Task instructions
Set down the entries once more exactly as they were written.

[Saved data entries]

------------------------------------------------

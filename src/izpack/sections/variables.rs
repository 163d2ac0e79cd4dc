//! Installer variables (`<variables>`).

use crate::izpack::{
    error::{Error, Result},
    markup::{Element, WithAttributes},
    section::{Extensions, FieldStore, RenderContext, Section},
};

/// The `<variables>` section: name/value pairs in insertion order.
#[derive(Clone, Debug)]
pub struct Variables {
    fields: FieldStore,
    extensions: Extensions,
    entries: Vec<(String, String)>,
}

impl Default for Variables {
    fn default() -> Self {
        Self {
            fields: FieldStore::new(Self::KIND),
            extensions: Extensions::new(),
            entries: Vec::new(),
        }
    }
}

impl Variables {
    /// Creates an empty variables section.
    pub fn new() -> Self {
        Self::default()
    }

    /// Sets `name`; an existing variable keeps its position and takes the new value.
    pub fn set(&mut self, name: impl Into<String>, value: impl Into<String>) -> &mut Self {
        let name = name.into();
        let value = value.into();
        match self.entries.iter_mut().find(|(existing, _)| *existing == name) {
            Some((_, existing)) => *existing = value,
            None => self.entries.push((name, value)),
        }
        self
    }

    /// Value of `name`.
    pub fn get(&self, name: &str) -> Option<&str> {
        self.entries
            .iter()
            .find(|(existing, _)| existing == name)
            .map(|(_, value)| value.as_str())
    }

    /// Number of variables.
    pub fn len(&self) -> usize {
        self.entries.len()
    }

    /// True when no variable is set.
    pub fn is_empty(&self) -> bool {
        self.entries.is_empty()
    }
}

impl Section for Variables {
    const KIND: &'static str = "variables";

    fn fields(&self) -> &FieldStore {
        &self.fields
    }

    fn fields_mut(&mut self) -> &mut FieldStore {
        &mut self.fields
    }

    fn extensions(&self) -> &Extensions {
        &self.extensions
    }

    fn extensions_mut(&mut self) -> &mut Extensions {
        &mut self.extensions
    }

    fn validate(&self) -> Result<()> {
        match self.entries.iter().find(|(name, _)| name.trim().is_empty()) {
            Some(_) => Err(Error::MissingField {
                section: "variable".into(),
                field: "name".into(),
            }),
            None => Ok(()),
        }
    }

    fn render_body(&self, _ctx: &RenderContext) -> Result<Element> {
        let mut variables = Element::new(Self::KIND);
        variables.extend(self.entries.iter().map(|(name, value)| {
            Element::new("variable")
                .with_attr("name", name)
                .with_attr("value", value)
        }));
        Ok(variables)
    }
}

------------------------------------------------

Exercise output
filename src/izpack/sections/variables.rs
repository 163d2ac0e79cd4dc
//! Installer variables (`<variables>`).

use crate::izpack::{
    error::{Error, Result},
    markup::{Element, WithAttributes},
    section::{Extensions, FieldStore, RenderContext, Section},
};

/// The `<variables>` section: name/value pairs in insertion order.
#[derive(Clone, Debug)]
pub struct Variables {
    fields: FieldStore,
    extensions: Extensions,
    entries: Vec<(String, String)>,
}

impl Default for Variables {
    fn default() -> Self {
        Self {
            fields: FieldStore::new(Self::KIND),
            extensions: Extensions::new(),
            entries: Vec::new(),
        }
    }
}

impl Variables {
    /// Creates an empty variables section.
    pub fn new() -> Self {
        Self::default()
    }

    /// Sets `name`; an existing variable keeps its position and takes the new value.
    pub fn set(&mut self, name: impl Into<String>, value: impl Into<String>) -> &mut Self {
        let name = name.into();
        let value = value.into();
        match self.entries.iter_mut().find(|(existing, _)| *existing == name) {
            Some((_, existing)) => *existing = value,
            None => self.entries.push((name, value)),
        }
        self
    }

    /// Value of `name`.
    pub fn get(&self, name: &str) -> Option<&str> {
        self.entries
            .iter()
            .find(|(existing, _)| existing == name)
            .map(|(_, value)| value.as_str())
    }

    /// Number of variables.
    pub fn len(&self) -> usize {
        self.entries.len()
    }

    /// True when no variable is set.
    pub fn is_empty(&self) -> bool {
        self.entries.is_empty()
    }
}

impl Section for Variables {
    const KIND: &'static str = "variables";

    fn fields(&self) -> &FieldStore {
        &self.fields
    }

    fn fields_mut(&mut self) -> &mut FieldStore {
        &mut self.fields
    }

    fn extensions(&self) -> &Extensions {
        &self.extensions
    }

    fn extensions_mut(&mut self) -> &mut Extensions {
        &mut self.extensions
    }

    fn validate(&self) -> Result<()> {
        match self.entries.iter().find(|(name, _)| name.trim().is_empty()) {
            Some(_) => Err(Error::MissingField {
                section: "variable".into(),
                field: "name".into(),
            }),
            None => Ok(()),
        }
    }

    fn render_body(&self, _ctx: &RenderContext) -> Result<Element> {
        let mut variables = Element::new(Self::KIND);
        variables.extend(self.entries.iter().map(|(name, value)| {
            Element::new("variable")
                .with_attr("name", name)
                .with_attr("value", value)
        }));
        Ok(variables)
    }
}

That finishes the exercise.